A esta altura me pregunto por qué cuernos nadie me dijo nada, nadie me previno. Solo recuerdo vagamente una vieja anécdota de mi infancia que involucraba a una de mis tías,  que padeció “náuseas del embarazo” y a la que se referían con cierto sigilo, como si fuese una especie de aberración de la naturaleza. Me acuerdo perfectamente cómo mi pobre tía cargaba sufridamente con este estigma, equivalente a llevar la letra escarlata, frente a todas las demás mujeres que tenían “embarazos bárbaros” y que gozaban de un bienestar incomparable. Ese contraste dejaba un tufillo en el aire, un sugerente aroma a “mala madre”, o despertaba un surtido de sospechas indecibles entorno a su aptitud para la maternidad o acerca del verdadero deseo de tener un hijo. Empero, en estos días y para mi sorpresa, a cada interlocutora que  encuentro y le narro mi lastimosa situación, le nace una sonrisita rígida (quizá por sentirse obligada a la confesión, quizá por la incomodidad que le produce arruinar a viva voz el relato idílico del embarazo) y me suelta, no sin cierto conservadurismo, que “sí, el primer trimestre es fatal, pero después pasa.”

Lamentablemente, esto no es todo, la estocada final todavía está por llegar. Resulta ser que a contrapelo de mi imaginario acerca del embarazo, descubro en estos primeros meses que no tengo ganas de comer nada. Todo me da asco y hasta los chocolates, los quesos, las tartas que siempre amé, me producen un rechazo inusitado. No tomo más mi amado café con leche de las mañanas y desapareció como por arte de magia la histórica adicción a las gaseosas. Detesto la comida y, en consecuencia, adelgazo unos cuántos kilos.  Ya no encuentro más placer en la alimentación ni me reconozco en los gustos y eso desata una crisis interna.

Es definitivo, no tengo salida, ya soy otra.

***

Mi médico me explica que es “normal” – una palabra que se repetirá en reiteradas situaciones a lo largo de mi embarazo: informes de estudios, consultas, análisis, ecografías del bebé -, que me tranquilice. Pero a mí este tipo de explicaciones no me son suficientes y sin quererlo, me topo con el primer escollo de este proceso: no existe un saber sistematizado, divulgado, autorizado y accesible para madres primerizas que vaya más allá del ámbito médico.

Empiezo a buscar con desesperación en la web y encuentro unas páginas que no me infunden ninguna confianza: el embarazo punto algo, planeta mamá, natal no sé qué y hasta una auspiciada por una reconocida marca de pañales.
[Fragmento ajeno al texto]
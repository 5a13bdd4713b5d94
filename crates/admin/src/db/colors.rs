//! Color repository.

use chrono::{DateTime, Utc};
use sqlx::PgPool;
use uuid::Uuid;

use shopdeck_core::{Color, ColorId, ColorInput, StoreId};

use super::RepositoryError;

#[derive(Debug, sqlx::FromRow)]
struct ColorRow {
    id: Uuid,
    store_id: Uuid,
    name: String,
    value: String,
    created_at: DateTime<Utc>,
    updated_at: DateTime<Utc>,
}

impl From<ColorRow> for Color {
    fn from(row: ColorRow) -> Self {
        Self {
            id: ColorId::new(row.id),
            store_id: StoreId::new(row.store_id),
            name: row.name,
            value: row.value,
            created_at: row.created_at,
            updated_at: row.updated_at,
        }
    }
}

/// Repository for color database operations.
pub struct ColorRepository<'a> {
    pool: &'a PgPool,
}

impl<'a> ColorRepository<'a> {
    /// Create a new color repository.
    #[must_use]
    pub const fn new(pool: &'a PgPool) -> Self {
        Self { pool }
    }

    /// List a store's colors, newest first.
    ///
    /// # Errors
    ///
    /// Returns `RepositoryError::Database` if the query fails.
    pub async fn list(&self, store: StoreId) -> Result<Vec<Color>, RepositoryError> {
        let rows = sqlx::query_as::<_, ColorRow>(
            r"
            SELECT id, store_id, name, value, created_at, updated_at
            FROM shop.color
            WHERE store_id = $1
            ORDER BY created_at DESC
            ",
        )
        .bind(store)
        .fetch_all(self.pool)
        .await?;

        Ok(rows.into_iter().map(Into::into).collect())
    }

    /// Get a color of `store` by ID.
    ///
    /// # Errors
    ///
    /// Returns `RepositoryError::Database` if the query fails.
    pub async fn get(&self, store: StoreId, id: ColorId) -> Result<Option<Color>, RepositoryError> {
        let row = sqlx::query_as::<_, ColorRow>(
            r"
            SELECT id, store_id, name, value, created_at, updated_at
            FROM shop.color
            WHERE id = $1 AND store_id = $2
            ",
        )
        .bind(id)
        .bind(store)
        .fetch_optional(self.pool)
        .await?;

        Ok(row.map(Into::into))
    }

    /// Create a color.
    ///
    /// # Errors
    ///
    /// Returns `RepositoryError::Database` if the insert fails.
    pub async fn create(&self, store: StoreId, input: &ColorInput) -> Result<Color, RepositoryError> {
        let row = sqlx::query_as::<_, ColorRow>(
            r"
            INSERT INTO shop.color (store_id, name, value)
            VALUES ($1, $2, $3)
            RETURNING id, store_id, name, value, created_at, updated_at
            ",
        )
        .bind(store)
        .bind(&input.name)
        .bind(&input.value)
        .fetch_one(self.pool)
        .await?;

        Ok(row.into())
    }

    /// Update a color of `store`.
    ///
    /// # Errors
    ///
    /// Returns `RepositoryError::Database` if the update fails.
    pub async fn update(
        &self,
        store: StoreId,
        id: ColorId,
        input: &ColorInput,
    ) -> Result<Option<Color>, RepositoryError> {
        let row = sqlx::query_as::<_, ColorRow>(
            r"
            UPDATE shop.color
            SET name = $3, value = $4, updated_at = NOW()
            WHERE id = $1 AND store_id = $2
            RETURNING id, store_id, name, value, created_at, updated_at
            ",
        )
        .bind(id)
        .bind(store)
        .bind(&input.name)
        .bind(&input.value)
        .fetch_optional(self.pool)
        .await?;

        Ok(row.map(Into::into))
    }

    /// Delete a color of `store`.
    ///
    /// # Errors
    ///
    /// Returns `RepositoryError::Conflict` if a product still uses it.
    /// Returns `RepositoryError::Database` if the delete fails otherwise.
    pub async fn delete(&self, store: StoreId, id: ColorId) -> Result<u64, RepositoryError> {
        let result = sqlx::query("DELETE FROM shop.color WHERE id = $1 AND store_id = $2")
            .bind(id)
            .bind(store)
            .execute(self.pool)
            .await?;

        Ok(result.rows_affected())
    }
}
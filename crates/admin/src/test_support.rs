//! In-process fakes for the external collaborators.
//!
//! Compiled for unit tests and behind the `test-support` feature, so the
//! integration-tests crate can build a full router without a database, an
//! auth provider or a payment gateway.

use std::collections::HashMap;
use std::sync::Mutex;
use std::sync::atomic::{AtomicBool, Ordering};

use async_trait::async_trait;
use secrecy::{ExposeSecret, SecretString};

use shopdeck_core::UserId;

use crate::services::{
    CheckoutSession, CheckoutSessionRequest, IdentityError, IdentityProvider, PaymentError,
    PaymentGateway, Principal,
};

/// Identity provider backed by a fixed token table.
#[derive(Debug, Default)]
pub struct StaticIdentityProvider {
    tokens: HashMap<String, UserId>,
}

impl StaticIdentityProvider {
    #[must_use]
    pub fn new() -> Self {
        Self::default()
    }

    /// Accept `token` as a session for `user_id`.
    #[must_use]
    pub fn with_user(mut self, token: &str, user_id: &str) -> Self {
        self.tokens
            .insert(token.to_owned(), UserId::new(user_id.to_owned()));
        self
    }
}

#[async_trait]
impl IdentityProvider for StaticIdentityProvider {
    async fn verify(&self, token: &SecretString) -> Result<Option<Principal>, IdentityError> {
        Ok(self
            .tokens
            .get(token.expose_secret())
            .map(|user_id| Principal {
                user_id: user_id.clone(),
            }))
    }
}

/// Payment gateway that records every request and hands back a fake
/// hosted page.
#[derive(Debug, Default)]
pub struct RecordingPaymentGateway {
    requests: Mutex<Vec<CheckoutSessionRequest>>,
    failing: AtomicBool,
}

impl RecordingPaymentGateway {
    #[must_use]
    pub fn new() -> Self {
        Self::default()
    }

    /// Make every subsequent call fail as if the gateway were down.
    pub fn set_failing(&self, failing: bool) {
        self.failing.store(failing, Ordering::SeqCst);
    }

    /// Requests received so far, oldest first.
    #[must_use]
    pub fn requests(&self) -> Vec<CheckoutSessionRequest> {
        self.requests
            .lock()
            .map(|requests| requests.clone())
            .unwrap_or_default()
    }
}

#[async_trait]
impl PaymentGateway for RecordingPaymentGateway {
    async fn create_checkout_session(
        &self,
        request: &CheckoutSessionRequest,
    ) -> Result<CheckoutSession, PaymentError> {
        if self.failing.load(Ordering::SeqCst) {
            return Err(PaymentError::Api("gateway unavailable".to_string()));
        }

        let mut requests = self
            .requests
            .lock()
            .map_err(|e| PaymentError::Request(e.to_string()))?;
        requests.push(request.clone());

        let id = format!("cs_test_{}", requests.len());
        Ok(CheckoutSession {
            url: format!("https://checkout.stripe.test/c/pay/{id}"),
            id,
        })
    }
}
En otra situación, hubiesen sido objeto de la más despiadada burla, pero hoy me aferro a ellas con una fé hasta este momento desconocida. A los médicos que consulto, mi curiosidad, mi necesidad de saber les parece una rareza y a algunos les incomoda: ¿por qué esta compulsión por conocerlo todo? ¿De dónde sale tanta inquietud? Y lo ven como una señal de desconfianza. "Hay que relajarse y tomarse las cosas con un poco más de tranquilidad." Claramente, ese no es mi estilo y la paz, solo me la otorga el entendimiento, la comprensión. Esta impronta me hace ganar enseguida el mote de paciente intensa, demandante –lo sé, lo leo en sus mentes- y se sienten avasallados, cuestionados. Entiendo que es algo difícil de asimilar para los médicos en general, sobre todo los reconocidos, con una trayectoria y varios años de experiencia a cuestas. En mi caso particular, reconozco ser una paciente que necesita estar interiorizada de todas las opciones y procedimientos a los que puede llegar a someterse el cuerpo. Quiero comprender sus cambios, a qué se deben y quiero saber cómo va desarrollándose el bebé. Por eso, me vuelvo fanática de unos sitios web que relatan semana a semana la evolución del embarazo y debo decir, que algo me tranquilizan.

Mi militancia en estos días pasa por seguir manteniendo la gobernabilidad sobre mi propio cuerpo, al que la medicina históricamente y sobre todo en esta etapa de la vida de ciertas mujeres, ha manejado e intervenido como se le cantó la gana. De todos modos, con el transcurso de los días, me voy dando  cuenta de que si bien puedo llegar a estar en control de casi todo lo concerniente a su funcionamiento, mi vida inevitablemente está comenzando a correr por otro camino.